Imagine you alone at home and watching a game of your favourite football team. No stadium to shout in, no pubs to socialize at, no friends to share your thoughts with. After the winning goal you wonder what a compelling experience it would have been if you could have shared this victory with your friends.

This example makes clear that a real experience consists in mixing three basic components:

  • Personal content: (Animated) photos, movies, but also content people like or recommend, e.g., the broadcast of the football game.

  • Rich communication: All forms of communication that people use in daily life: voice, text, video, gestures, showing emotions etc… In a football stadium people yell, use gestures and show their emotions in a very expressive way.

  • Community support: All enabling features needed for social networking like a buddy list, rich presence, invite a friend function, calendar…. These functions are the same people use to make appointments for going to the football game.

The concept of AmigoTV brings these components together by offering the possibility of having a real time communication over your favourite TV broadcast content with your friends in a lean backward manner, typical for TV experience.

As speech is the most natural way of communicating in most cases, AmigoTV users are offered voice communication as the primal way of interaction with their buddies.
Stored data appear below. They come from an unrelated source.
use std::path::{Path, PathBuf};
use std::sync::Arc;
use std::thread::{self, JoinHandle};
use std::time::Instant;

use async_channel::Receiver;
use parking_lot::{Mutex, RwLock};
use plypick_core::{BoundingExtents, CancelFlag, Placement, PointCloud, Ray};
use plypick_io::read_ply_with;
use plypick_spatial::{search_nearest, NearestHit, PointOctree};
use tracing::{debug, error, info};

use crate::config::LoaderConfig;
use crate::error::LoadError;
use crate::events::{EventBus, LoadState, LoaderEvent, ProgressForwarder};

/// A decoded cloud together with the octree built over it. Published as a
/// whole and never mutated afterwards.
#[derive(Debug)]
pub struct LoadedCloud {
    pub cloud: PointCloud,
    pub index: PointOctree,
    pub path: PathBuf,
}

#[derive(Debug, Default)]
struct Status {
    active_loads: usize,
    loaded: bool,
}

impl Status {
    fn snapshot(&self) -> LoadState {
        LoadState {
            loading: self.active_loads > 0,
            loaded: self.loaded,
        }
    }
}

#[derive(Debug)]
struct Shared {
    config: LoaderConfig,
    current: RwLock<Option<Arc<LoadedCloud>>>,
    status: Mutex<Status>,
    placement: RwLock<Placement>,
    last_pick: Mutex<Option<NearestHit>>,
    bus: EventBus,
}

impl Shared {
    fn begin_load(&self) {
        let state = {
            let mut status = self.status.lock();
            status.active_loads += 1;
            status.loaded = false;
            status.snapshot()
        };
        self.bus.publish(LoaderEvent::StateChanged(state));
    }

    fn end_load(&self) {
        let has_cloud = self.current.read().is_some();
        let state = {
            let mut status = self.status.lock();
            status.active_loads = status.active_loads.saturating_sub(1);
            status.loaded = has_cloud && status.active_loads == 0;
            status.snapshot()
        };
        self.bus.publish(LoaderEvent::StateChanged(state));
    }

    fn run_pipeline(&self, path: &Path, cancel: &CancelFlag) -> Result<Arc<LoadedCloud>, LoadError> {
        let progress = ProgressForwarder::new(&self.bus, self.config.progress_granularity);

        let cloud = read_ply_with(path, &progress, cancel).map_err(|e| LoadError::from_ply(path, e))?;
        debug!(points = cloud.len(), "decoded point cloud");

        let index = PointOctree::build_with(&cloud, self.config.octree, &progress, cancel)?;

        Ok(Arc::new(LoadedCloud {
            cloud,
            index,
            path: path.to_path_buf(),
        }))
    }

    fn publish(&self, loaded: &Arc<LoadedCloud>, cancel: &CancelFlag) -> Result<(), LoadError> {
        {
            let mut current = self.current.write();
            cancel.check()?;
            *current = Some(Arc::clone(loaded));
        }
        *self.last_pick.lock() = None;

        self.bus.publish(LoaderEvent::Loaded {
            point_count: loaded.cloud.len(),
            extents: loaded.cloud.extents,
        });
        Ok(())
    }

    fn load(&self, path: &Path, cancel: &CancelFlag) -> Result<Arc<LoadedCloud>, LoadError> {
        let started = Instant::now();
        let _guard = ActiveLoad::begin(self);

        let result = self
            .run_pipeline(path, cancel)
            .and_then(|loaded| self.publish(&loaded, cancel).map(|()| loaded));

        match &result {
            Ok(loaded) => info!(
                path = %path.display(),
                points = loaded.cloud.len(),
                nodes = loaded.index.node_count(),
                elapsed_ms = started.elapsed().as_millis() as u64,
                "point cloud loaded"
            ),
            Err(LoadError::Cancelled) => info!(path = %path.display(), "point cloud load cancelled"),
            Err(e) => {
                error!(path = %path.display(), error = %e, "point cloud load failed");
                self.bus.publish(LoaderEvent::Failed {
                    message: e.to_string(),
                });
            }
        }

        result
    }
}

/// Marks a load as active until dropped, so a panicking worker still clears
/// the loading flag.
struct ActiveLoad<'a>(&'a Shared);

impl<'a> ActiveLoad<'a> {
    fn begin(shared: &'a Shared) -> Self {
        shared.begin_load();
        Self(shared)
    }
}

impl Drop for ActiveLoad<'_> {
    fn drop(&mut self) {
        self.0.end_load();
    }
}

/// Loads PLY point clouds, indexes them and answers pick queries against the
/// most recently published one.
///
/// Clones share the same state. Queries read an `Arc` snapshot, so a load in
/// flight never exposes a partially built cloud; it replaces the snapshot
/// only once decode and indexing have both finished.
#[derive(Debug, Clone)]
pub struct PointCloudLoader {
    shared: Arc<Shared>,
}

impl Default for PointCloudLoader {
    fn default() -> Self {
        Self::new(LoaderConfig::default())
    }
}

impl PointCloudLoader {
    pub fn new(config: LoaderConfig) -> Self {
        Self {
            shared: Arc::new(Shared {
                config,
                current: RwLock::new(None),
                status: Mutex::new(Status::default()),
                placement: RwLock::new(Placement::identity()),
                last_pick: Mutex::new(None),
                bus: EventBus::default(),
            }),
        }
    }

    pub fn config(&self) -> &LoaderConfig {
        &self.shared.config
    }

    /// Receive every event published from now on.
    pub fn subscribe(&self) -> Receiver<LoaderEvent> {
        self.shared.bus.subscribe()
    }

    /// Load on the calling thread.
    pub fn load(&self, path: impl AsRef<Path>) -> Result<Arc<LoadedCloud>, LoadError> {
        self.load_with(path, &CancelFlag::new())
    }

    /// Load on the calling thread, stopping early once `cancel` is set.
    /// A cancelled load never publishes.
    pub fn load_with(
        &self,
        path: impl AsRef<Path>,
        cancel: &CancelFlag,
    ) -> Result<Arc<LoadedCloud>, LoadError> {
        self.shared.load(path.as_ref(), cancel)
    }

    /// Load on a background thread.
    pub fn spawn_load(&self, path: impl Into<PathBuf>) -> LoadTask {
        let path = path.into();
        let shared = Arc::clone(&self.shared);
        let cancel = CancelFlag::new();
        let (tx, rx) = async_channel::bounded(1);

        let worker_cancel = cancel.clone();
        let handle = thread::spawn(move || {
            let result = shared.load(&path, &worker_cancel);
            let _ = tx.try_send(result);
        });

        LoadTask {
            cancel,
            handle,
            result: rx,
        }
    }

    pub fn state(&self) -> LoadState {
        self.shared.status.lock().snapshot()
    }

    /// The published cloud, if any.
    pub fn current(&self) -> Option<Arc<LoadedCloud>> {
        self.shared.current.read().clone()
    }

    pub fn extents(&self) -> Option<BoundingExtents> {
        self.current().map(|c| c.cloud.extents)
    }

    pub fn placement(&self) -> Placement {
        *self.shared.placement.read()
    }

    pub fn set_placement(&self, placement: Placement) {
        *self.shared.placement.write() = placement;
    }

    /// Nearest published point within `tolerance` of `world_ray`, measured
    /// in the cloud's local frame under the current placement.
    pub fn search_nearest(&self, world_ray: &Ray, tolerance: f32) -> Option<NearestHit> {
        let current = self.current();
        let placement = self.placement();
        search_nearest(current.as_deref().map(|c| &c.index), &placement, world_ray, tolerance)
    }

    /// [`search_nearest`](Self::search_nearest) with the configured
    /// tolerance. A hit is remembered as the last pick and published;
    /// a miss leaves the last pick unchanged.
    pub fn pick(&self, world_ray: &Ray) -> Option<NearestHit> {
        let hit = self.search_nearest(world_ray, self.shared.config.pick_tolerance)?;
        *self.shared.last_pick.lock() = Some(hit);
        debug!(index = hit.index, "picked point");
        self.shared.bus.publish(LoaderEvent::Picked(hit));
        Some(hit)
    }

    /// Last successful pick since the current cloud was published.
    pub fn last_pick(&self) -> Option<NearestHit> {
        *self.shared.last_pick.lock()
    }
}

/// Handle to a background load started by [`PointCloudLoader::spawn_load`].
#[derive(Debug)]
pub struct LoadTask {
    cancel: CancelFlag,
    handle: JoinHandle<()>,
    result: Receiver<Result<Arc<LoadedCloud>, LoadError>>,
}

impl LoadTask {
    /// Ask the worker to stop. Has no effect once the cloud is published.
    pub fn cancel(&self) {
        self.cancel.cancel();
    }

    pub fn is_finished(&self) -> bool {
        self.handle.is_finished()
    }

    /// Block until the worker is done.
    pub fn wait(self) -> Result<Arc<LoadedCloud>, LoadError> {
        let result = self.result.recv_blocking();
        let _ = self.handle.join();
        result.unwrap_or(Err(LoadError::WorkerPanicked))
    }

    /// Await the worker without blocking an executor thread.
    pub async fn finished(self) -> Result<Arc<LoadedCloud>, LoadError> {
        self.result
            .recv()
            .await
            .unwrap_or(Err(LoadError::WorkerPanicked))
    }
}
People are represented by their selected avatar in overlay on their TV screen. Their buddies, watching the same channel, also have the avatars shown on the screen.

 

Figure 1: Voice chatting over football, with the personal avatars

People can express themselves by adapting and pushing the emotion of their avatar (smiling, sad…). Another way to communicate is to select and push rich media emoticons to the buddies' screen. These emoticons can be image, video or audio based. They can be personalized and adapted to the content of the broadcast at that moment (e.g. letting a virtual referee swallow his whistle).

 

Figure 2: Sending an emoticon to your buddies

From an architectural point of view two new core functions need to be added to the traditional interactive TV architecture. The first component provides instant messaging and presence capabilities to applications. The second component provides audio-conferencing capabilities to applications. Both components consist of both client- and server-side elements. Presence information is essential to know which buddies are available to participate in an AmigoTV session. Instant messaging (IM) functionality is used to chat with the buddies in your room, to invite new friends and to join a room. Two candidate technologies were identified: SIMPLE (SIP for instant messaging and presence leveraging extensions) and the eXtensible Messaging and Presence Protocol (XMPP). XMPP is easy and extensible which is why AmigoTV has selected XMPP to develop its presence capabilities.
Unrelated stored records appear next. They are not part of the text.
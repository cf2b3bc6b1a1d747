#![forbid(unsafe_code)]

pub mod config;
pub mod error;
pub mod events;
pub mod loader;

pub use config::LoaderConfig;
pub use error::LoadError;
pub use events::{LoadState, LoaderEvent};
pub use loader::{LoadTask, LoadedCloud, PointCloudLoader};
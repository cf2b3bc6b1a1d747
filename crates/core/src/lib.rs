#![forbid(unsafe_code)]

pub mod bbox;
pub mod cloud;
pub mod placement;
pub mod progress;
pub mod ray;

pub use bbox::BoundingExtents;
pub use cloud::{Colors, PointCloud};
pub use placement::Placement;
pub use progress::{CancelFlag, Cancelled, LoadStage, NoProgress, ProgressSink};
pub use ray::Ray;
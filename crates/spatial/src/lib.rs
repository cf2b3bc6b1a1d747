#![forbid(unsafe_code)]

pub mod nearest;
pub mod octree;

pub use nearest::{closest_to_origin, search_nearest, NearestHit};
pub use octree::{Neighbor, OctreeParams, PointOctree};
The presence/IM block in the server consists of an XMPP server with conference capabilities, which are by default present in XMPP (group chat, rosters—meaning a group of buddies-). Quite to our surprise very few and limited building blocks for large-scale voice-over-IP (VoIP) conferencing are available. Providing scalable (performance and cost) VoIP conferencing building blocks turns up to be one of the biggest challenges for realising the AmigoTV experience.
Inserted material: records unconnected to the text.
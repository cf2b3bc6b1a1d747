use nalgebra::{Point3, Vector3};
use plypick::{
    search_nearest, write_ply_binary, Colors, LoadStage, LoaderConfig, LoaderEvent, OctreeParams, Placement,
    PointCloud, PointCloudLoader, PointOctree, Ray,
};
use rand::rngs::StdRng;
use rand::{Rng, SeedableRng};
use tempfile::NamedTempFile;

fn grid_cloud(offset: f32) -> PointCloud {
    let mut x = Vec::new();
    let mut y = Vec::new();
    let mut z = Vec::new();
    let mut colors = Colors::with_capacity(100);
    for i in 0..10 {
        for j in 0..10 {
            x.push(offset + i as f32);
            y.push(j as f32);
            z.push(((i + j) % 3) as f32 * 0.5);
            colors.push_rgb8([(i * 25) as u8, (j * 25) as u8, 128]);
        }
    }
    PointCloud::from_xyz_rgb(x, y, z, colors)
}

fn save(cloud: &PointCloud) -> NamedTempFile {
    let tmp = NamedTempFile::new().unwrap();
    write_ply_binary(tmp.path(), cloud).unwrap();
    tmp
}

fn down_ray(x: f32, y: f32) -> Ray {
    Ray::from_arrays([x, y, 50.0], [0.0, 0.0, -1.0]).unwrap()
}

/// End-to-end: write → load → index → pick every point from above.
#[test]
fn load_index_and_pick_every_point() {
    let cloud = grid_cloud(0.0);
    let file = save(&cloud);
    let loader = PointCloudLoader::default();
    let loaded = loader.load(file.path()).unwrap();
    assert_eq!(loaded.cloud.len(), 100);
    assert_eq!(loaded.index.len(), 100);

    for i in 0..cloud.len() {
        let [px, py, pz] = cloud.point(i);
        let hit = loader.pick(&down_ray(px, py)).unwrap();
        assert_eq!(hit.index, i);
        assert_eq!(hit.local, Point3::new(px, py, pz));
        assert_eq!(loaded.cloud.color(hit.index), cloud.color(i));
    }
    assert!(loader.pick(&down_ray(0.5, 0.5)).is_none());
}

#[test]
fn picks_follow_the_placement() {
    let file = save(&grid_cloud(0.0));
    let loader = PointCloudLoader::default();
    loader.load(file.path()).unwrap();

    let placement = Placement::new(
        Vector3::new(-3.0, 2.0, 7.0),
        Vector3::new(0.0, 90.0, 0.0),
        Vector3::new(2.0, 2.0, 2.0),
    );
    loader.set_placement(placement);

    let target = Point3::new(4.0, 6.0, 0.5);
    let world = placement.to_world(&target);
    let ray = Ray::new(world - Vector3::x() * 40.0, Vector3::x()).unwrap();
    let hit = loader.pick(&ray).unwrap();
    assert!((hit.local - target).norm() < 1e-4);
    assert!((hit.world - world).norm() < 1e-3);
}

#[test]
fn reload_replaces_every_result() {
    let first = grid_cloud(0.0);
    let second = grid_cloud(100.0);
    let (a, b) = (save(&first), save(&second));
    let loader = PointCloudLoader::default();

    loader.load(a.path()).unwrap();
    assert!(loader.search_nearest(&down_ray(3.0, 3.0), 0.05).is_some());

    loader.load(b.path()).unwrap();
    for i in 0..first.len() {
        let [px, py, _] = first.point(i);
        assert!(loader.search_nearest(&down_ray(px, py), 0.05).is_none());
    }
    for i in 0..second.len() {
        let [px, py, _] = second.point(i);
        let hit = loader.search_nearest(&down_ray(px, py), 0.05).unwrap();
        assert!(hit.local.x >= 100.0);
    }
    assert_eq!(loader.extents().map(|e| e.min()[0]), Some(100.0));
}

#[test]
fn background_load_streams_progress() {
    let file = save(&grid_cloud(0.0));
    let loader = PointCloudLoader::new(LoaderConfig {
        progress_granularity: 4,
        ..LoaderConfig::default()
    });
    let rx = loader.subscribe();
    let task = loader.spawn_load(file.path().to_path_buf());

    let mut progress: Vec<(LoadStage, f32)> = Vec::new();
    loop {
        match rx.recv_blocking().unwrap() {
            LoaderEvent::Progress { stage, fraction } => progress.push((stage, fraction)),
            LoaderEvent::Loaded { point_count, .. } => {
                assert_eq!(point_count, 100);
                break;
            }
            LoaderEvent::Failed { message } => panic!("load failed: {message}"),
            _ => {}
        }
    }
    task.wait().unwrap();

    for stage in [LoadStage::Reading, LoadStage::Generating, LoadStage::CalculatingOctree] {
        let fractions: Vec<f32> = progress.iter().filter(|p| p.0 == stage).map(|p| p.1).collect();
        assert!(!fractions.is_empty(), "no progress for {stage}");
        assert!(fractions.len() <= 5);
        assert!(fractions.windows(2).all(|w| w[0] <= w[1]));
        assert!(fractions.iter().all(|f| (0.0..=1.0).contains(f)));
        assert_eq!(fractions.last().copied(), Some(1.0));
    }
    let order: Vec<LoadStage> = progress.iter().map(|p| p.0).collect();
    assert!(order.windows(2).all(|w| stage_rank(w[0]) <= stage_rank(w[1])));
}

fn stage_rank(stage: LoadStage) -> u8 {
    match stage {
        LoadStage::Reading => 0,
        LoadStage::Generating => 1,
        LoadStage::CalculatingOctree => 2,
    }
}

/// The octree-backed search agrees with a linear scan for rays entering the
/// cloud from outside its bounds.
#[test]
fn search_nearest_matches_linear_scan() {
    let mut rng = StdRng::seed_from_u64(7);
    let n = 5_000;
    let x: Vec<f32> = (0..n).map(|_| rng.gen_range(-20.0f32..20.0)).collect();
    let y: Vec<f32> = (0..n).map(|_| rng.gen_range(-20.0f32..20.0)).collect();
    let z: Vec<f32> = (0..n).map(|_| rng.gen_range(-20.0f32..20.0)).collect();
    let cloud = PointCloud::from_xyz(x, y, z);
    let tree = PointOctree::build(&cloud, OctreeParams::default());
    let placement = Placement::identity();
    let tolerance = 0.3;

    for _ in 0..200 {
        let origin = [rng.gen_range(-20.0f32..20.0), rng.gen_range(-20.0f32..20.0), -60.0];
        let dir = [rng.gen_range(-0.2f32..0.2), rng.gen_range(-0.2f32..0.2), 1.0];
        let ray = Ray::from_arrays(origin, dir).unwrap();

        let expected = cloud
            .iter_points()
            .enumerate()
            .filter(|(_, p)| ray.squared_distance_to_line(&Point3::from(*p)) <= tolerance * tolerance)
            .map(|(i, p)| (i, (Point3::from(p) - ray.origin).norm_squared()))
            .min_by(|a, b| a.1.total_cmp(&b.1))
            .map(|(i, _)| i);

        let found = search_nearest(Some(&tree), &placement, &ray, tolerance).map(|h| h.index);
        assert_eq!(found, expected);
    }
}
The room manager is a functional block on top of these components that takes care of room set-up, adding or removing buddies to rooms, etc., and makes sure that audio connectivity is in sync with the room memberships.

 

Figure 3: Architecture of AmigoTV

Integrated in the MediaNet reference architecture, AmigoTV provides an insight on how to create open interfaces for a large set of other multimedia services and contributes to the validation of the proposed MediaNet reference architecture.